[Exercise materials Boundary: Start]

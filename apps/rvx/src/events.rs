//! Event handling and progress display

use crate::logging::log_event_with_tracing;
use console::{Style, Term};
use rvx_events::{AppEvent, CatalogEvent, EventMessage, GeneralEvent, PatcherEvent};
use rvx_types::ProgressUpdate;

/// Prints run progress and catalog messages to stderr as events arrive
pub struct EventHandler {
    term: Term,
    colors_enabled: bool,
    debug_enabled: bool,
    /// No console output at all; events are only logged
    quiet: bool,
}

impl EventHandler {
    pub fn new(colors_enabled: bool, debug_enabled: bool, quiet: bool) -> Self {
        Self {
            term: Term::stderr(),
            colors_enabled,
            debug_enabled,
            quiet,
        }
    }

    /// Handle incoming event
    pub fn handle_event(&mut self, message: EventMessage) {
        log_event_with_tracing(&message);
        if self.quiet {
            return;
        }

        match message.event {
            AppEvent::Patcher(PatcherEvent::Progress { update, .. }) => {
                self.show_progress(&update);
            }
            AppEvent::Patcher(PatcherEvent::EngineLog { message, .. }) if self.debug_enabled => {
                self.show_line(&message, &Style::new().dim());
            }
            AppEvent::Catalog(CatalogEvent::LoadCompleted { bundle, loaded, .. }) => {
                self.show_line(
                    &format!("Loaded {loaded} patches from {}", bundle.display()),
                    &Style::new().dim(),
                );
            }
            AppEvent::Catalog(CatalogEvent::LoadFailed { bundle, failure }) => {
                self.show_line(
                    &format!("Failed to load {}: {}", bundle.display(), failure.message),
                    &Style::new().red(),
                );
            }
            AppEvent::General(GeneralEvent::Warning { message, .. }) => {
                self.show_line(&format!("Warning: {message}"), &Style::new().yellow());
            }
            AppEvent::General(GeneralEvent::Error { message, details }) => {
                let text = match details {
                    Some(details) => format!("Error: {message}: {details}"),
                    None => format!("Error: {message}"),
                };
                self.show_line(&text, &Style::new().red());
            }
            AppEvent::General(GeneralEvent::OperationStarted { operation }) => {
                self.show_line(&format!("{operation}..."), &Style::new());
            }
            AppEvent::General(GeneralEvent::OperationFailed { operation, error }) => {
                self.show_line(&format!("{operation} failed: {error}"), &Style::new().red());
            }
            // Failures are already reported through progress log lines
            _ => {}
        }
    }

    fn show_progress(&self, update: &ProgressUpdate) {
        if update.is_abort() {
            self.show_line(&update.header, &Style::new().red().bold());
            for line in update.log.lines() {
                self.show_line(line, &Style::new().red());
            }
            return;
        }

        if !update.header.is_empty() {
            let percent = (update.progress * 100.0).round();
            self.show_line(
                &format!("[{percent:>3}%] {}", update.header),
                &Style::new().bold(),
            );
        }
        if !update.log.is_empty() {
            let style = if update.log.starts_with("Failed") || update.log.starts_with("Error") {
                Style::new().yellow()
            } else {
                Style::new().dim()
            };
            self.show_line(&format!("      {}", update.log), &style);
        }
    }

    fn show_line(&self, message: &str, style: &Style) {
        let line = if self.colors_enabled {
            style.apply_to(message).to_string()
        } else {
            message.to_string()
        };
        self.term.write_line(&line).unwrap_or(());
    }
}
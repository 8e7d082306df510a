#![deny(clippy::pedantic, unsafe_code)]
#![allow(clippy::module_name_repetitions)]

//! High-level operations for rvx
//!
//! This crate is the boundary between a host (the CLI) and the catalog and
//! pipeline crates. Every operation takes the shared [`OpsCtx`], runs its
//! work on a blocking worker and reports through the context's event channel.

mod context;
mod keys;
mod patch;
mod query;
mod types;

pub use context::{OpsContextBuilder, OpsCtx};
pub use keys::generate_signing_key;
pub use patch::run_patcher;
pub use query::{compatible_packages, filtered_patches, load_patches, needs_resource_patching};
pub use rvx_pipeline::PatcherRequest;
pub use types::OperationResult;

[Exercise materials Boundary: End]

- _Exercise requirements_
The answer must be every line from the records above that contains the word "console", copied in full.

- _Written solution_
use console::{Style, Term};
    /// No console output at all; events are only logged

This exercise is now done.